At birth, both somatosensory and auditory terminals are present in the LCIC, albeit sparse and unorganized (Figures 8A–D). Results at P4 were somewhat variable, with some cases still exhibiting intermingling patterns and inconclusive modules (Figures 8E–H), while others show clear indications of an emerging modularity and initial projection separation. These findings suggest P4 as a pivotal timepoint for the developing LCIC compartmental framework and its interfacing multimodal afferents. By P8, GAD-positive modules are easily discerned and projection segregation is in progress, as somatosensory inputs preferentially terminate within modular zones and auditory inputs the surrounding matrix (Figures 8I–L). By P12, the process of segregation is largely complete, with adult-like projection patterns that terminate almost exclusively within their respective compartments (Figures 8M–P, Supplementary Figure 1). Sampling of tracer channels at P12 consistently generate periodic waveforms with out-of-phase signal fluctuations, signifying fully segregated multimodal patterns (Figure 9).

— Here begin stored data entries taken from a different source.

//! # Image Archive Module
//!
//! This module ties the fetcher, the scraper rule chain and the database together
//! behind the [`Images`] trait, the contract the web and CLI front ends call into.
//!
//! ## Inserting
//!
//! [`Archive::insert`] fetches the URL, fingerprints the body, asks the rule chain for
//! tags and stores a new record. When the URL is already archived the existing record
//! keeps its id and `added` time but its content (hash, size, blob, tags) is replaced
//! with the fresh fetch. Concurrent inserts of one URL are serialised only by the
//! unique index on `url`; whichever overwrite lands last wins.
//!
//! Tagging is best effort. A failing scraper is logged and the image is archived with
//! no tags.
//!
//! ## Querying
//!
//! [`Archive::recent`] and [`Archive::search`] never touch the network. Both exclude
//! soft-deleted images and return the newest images first.
//!
//! ## Error Handling
//!
//! [`AppError`] wraps fetch and database failures and adds the store-level
//! `NotFound` and `NotImplemented` conditions.

use crate::{
    database::{Database, DatabaseError},
    fetch::{FetchError, Fetcher},
    image::{ContentHash, Image, ImageId},
    query::{ImageFilter, ImageQuery, Page},
    scraper::{RuleChain, ScrapeError},
};
use async_trait::async_trait;
use chrono::{SubsecRound, Utc};
use futures::future::join_all;
use std::{collections::BTreeSet, path::Path, sync::Arc};
use tracing::{error, info, warn};

/// The archive operations exposed to front ends.
#[async_trait]
pub trait Images: Send + Sync {
    /// Fetches `url` and archives it, reusing the existing identity if the URL is
    /// already stored.
    async fn insert(&self, url: &str) -> Result<Image, AppError>;

    /// Looks up an image by id, including soft-deleted images.
    async fn one(&self, id: &ImageId) -> Result<Image, AppError>;

    /// Adds `tags` to the image's tag set.
    async fn add_tags(&self, id: &ImageId, tags: &[String]) -> Result<(), AppError>;

    /// Not supported; always fails with [`AppError::NotImplemented`].
    async fn remove_tags(&self, id: &ImageId, tags: &[String]) -> Result<(), AppError>;

    /// Returns live images carrying any of `tags`, `page_size` per page.
    async fn search(
        &self,
        page_size: u32,
        page_number: i64,
        tags: &[String],
    ) -> Result<Vec<Image>, AppError>;

    /// Returns live images newest first, thirty per page.
    ///
    /// Negative page numbers yield an empty page.
    async fn recent(&self, page_number: i64) -> Result<Vec<Image>, AppError>;

    /// Marks the image as deleted. The record stays readable through [`Images::one`].
    async fn delete(&self, id: &ImageId) -> Result<(), AppError>;
}

/// The image store: fetcher, rule chain and database behind [`Images`].
#[derive(Clone)]
pub struct Archive {
    db: Database,
    fetcher: Arc<dyn Fetcher>,
    rules: Arc<RuleChain>,
    store_blobs: bool,
}

impl Archive {
    pub fn new(db: Database, fetcher: Arc<dyn Fetcher>, rules: RuleChain) -> Self {
        Self {
            db,
            fetcher,
            rules: Arc::new(rules),
            store_blobs: true,
        }
    }

    /// Sets whether fetched bytes are kept in the database.
    pub fn with_blobs(mut self, store_blobs: bool) -> Self {
        self.store_blobs = store_blobs;
        self
    }

    /// Returns the image with its bytes, refetching the URL if no copy is cached.
    pub async fn image_blob(&self, id: &ImageId) -> Result<Image, AppError> {
        let image = self.one(id).await?;
        if image.has_blob() {
            return Ok(image);
        }

        info!(image_id = %image.id, image_url = %image.url, "resyncing image without cached blob");
        self.insert(&image.url).await
    }

    /// Archives every link found in `text`.
    ///
    /// Each whitespace-separated word starting with `http` is inserted on its own; a
    /// failure is logged and does not affect the other links.
    pub async fn scan(&self, text: &str) -> Vec<(String, Result<Image, AppError>)> {
        let links = links_in(text);

        let results = join_all(links.iter().map(|url| self.insert(url))).await;

        links
            .into_iter()
            .zip(results)
            .inspect(|(url, result)| match result {
                Ok(image) => info!(image_id = %image.id, image_url = %url, "saved image"),
                Err(e) => error!(image_url = %url, error = %e, "failed to save image"),
            })
            .collect()
    }

    /// Counts live images, optionally restricted to those carrying any of `tags`.
    pub async fn count(&self, tags: Option<&[String]>) -> Result<u64, AppError> {
        let filter = match tags {
            Some(tags) => ImageFilter::AnyTag(tags.to_vec()),
            None => ImageFilter::All,
        };

        Ok(self.db.count_image(ImageQuery::new(filter)).await?)
    }

    /// Writes a snapshot of the whole archive to `path`.
    pub async fn backup_to(&self, path: &Path) -> Result<(), AppError> {
        Ok(self.db.backup_to(path).await?)
    }

    async fn scrape_tags(&self, url: &str) -> BTreeSet<String> {
        match self.rules.test(url).await {
            Ok(tags) => tags.into_iter().collect(),
            Err(ScrapeError::NotFound) => BTreeSet::new(),
            Err(e) => {
                error!(image_url = %url, error = %e, "scrape for tags");
                BTreeSet::new()
            }
        }
    }

    async fn page(&self, filter: ImageFilter, page: Page) -> Result<Vec<Image>, AppError> {
        let Some(query) = ImageQuery::new(filter).paged(page) else {
            return Ok(vec![]);
        };

        Ok(self.db.query_image(query).await?)
    }
}

#[async_trait]
impl Images for Archive {
    async fn insert(&self, url: &str) -> Result<Image, AppError> {
        let fetched = self.fetcher.fetch(url).await?;
        info!(image_url = %url, size = fetched.bytes.len(), "fetched image");

        let content_hash = ContentHash::of(&fetched.bytes);
        let tags = self.scrape_tags(url).await;

        let mut image = Image {
            id: ImageId::generate(),
            url: url.to_string(),
            added: Utc::now().trunc_subsecs(6),
            tags,
            content_hash,
            size: fetched.bytes.len() as u64,
            deleted: false,
            data: self.store_blobs.then(|| fetched.bytes.to_vec()),
            ext: fetched.ext,
            mime: fetched.mime,
        };

        match self.db.insert_image(&image).await {
            Ok(()) => {
                info!(
                    image_id = %image.id,
                    image_hash = %image.content_hash,
                    tag_count = image.tags.len(),
                    "archived image"
                );
                Ok(image)
            }
            Err(DatabaseError::UrlConflict { .. }) => {
                warn!(image_url = %url, image_hash = %image.content_hash, "repeat");

                let existing = self
                    .db
                    .get_image_by_url(url)
                    .await?
                    .ok_or_else(|| AppError::NotFound {
                        id: image.id.clone(),
                    })?;
                image.id = existing.id;
                self.db.overwrite_image(&image).await?;

                self.one(&image.id).await
            }
            Err(e) => Err(e.into()),
        }
    }

    async fn one(&self, id: &ImageId) -> Result<Image, AppError> {
        self.db
            .get_image(id)
            .await?
            .ok_or_else(|| AppError::NotFound { id: id.clone() })
    }

    async fn add_tags(&self, id: &ImageId, tags: &[String]) -> Result<(), AppError> {
        let tags: BTreeSet<String> = tags.iter().cloned().collect();

        if !self.db.ensure_image_has_tags(id, &tags).await? {
            return Err(AppError::NotFound { id: id.clone() });
        }

        Ok(())
    }

    async fn remove_tags(&self, _id: &ImageId, _tags: &[String]) -> Result<(), AppError> {
        Err(AppError::NotImplemented {
            operation: "remove_tags",
        })
    }

    async fn search(
        &self,
        page_size: u32,
        page_number: i64,
        tags: &[String],
    ) -> Result<Vec<Image>, AppError> {
        self.page(
            ImageFilter::AnyTag(tags.to_vec()),
            Page::new(page_size, page_number),
        )
        .await
    }

    async fn recent(&self, page_number: i64) -> Result<Vec<Image>, AppError> {
        self.page(ImageFilter::All, Page::recent(page_number)).await
    }

    async fn delete(&self, id: &ImageId) -> Result<(), AppError> {
        if !self.db.mark_deleted(id).await? {
            return Err(AppError::NotFound { id: id.clone() });
        }

        info!(image_id = %id, "deleted image");
        Ok(())
    }
}

/// Returns the words of `text` that look like links, in order of appearance.
pub fn links_in(text: &str) -> Vec<String> {
    text.split_whitespace()
        .filter(|word| word.starts_with("http"))
        .map(String::from)
        .collect()
}

/// Error types within the application, encapsulating fetch, database, and store errors.
#[derive(Debug, thiserror::Error)]
pub enum AppError {
    #[error("fetch error: {0}")]
    Fetch(#[from] FetchError),

    #[error("database error: {0}")]
    Database(#[from] DatabaseError),

    #[error("image not found: {id}")]
    NotFound { id: ImageId },

    #[error("{operation} is not implemented")]
    NotImplemented { operation: &'static str },
}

The kurtosis statistic was used to quantify the shape of R distributions which were calculated from somatosensory/auditory fluorescence ratios. Generally higher kurtosis values at earlier ages, contrasting with negative kurtosis values at later ages, indicate gradual changes in distribution shape from unimodal to bimodal with increasing age (Figure 10). Since overlapping projections produce unimodal R distributions and segregated projections produce bimodal R distributions, this kurtosis trend demonstrates increasing input separation with age. Linear regression depicts this developmental trend (Figure 10A). Representative R value histograms at each age reveal the transition from unimodal (overlapping) to bimodal (non-overlapping) from P0 to P12 (Figure 10B).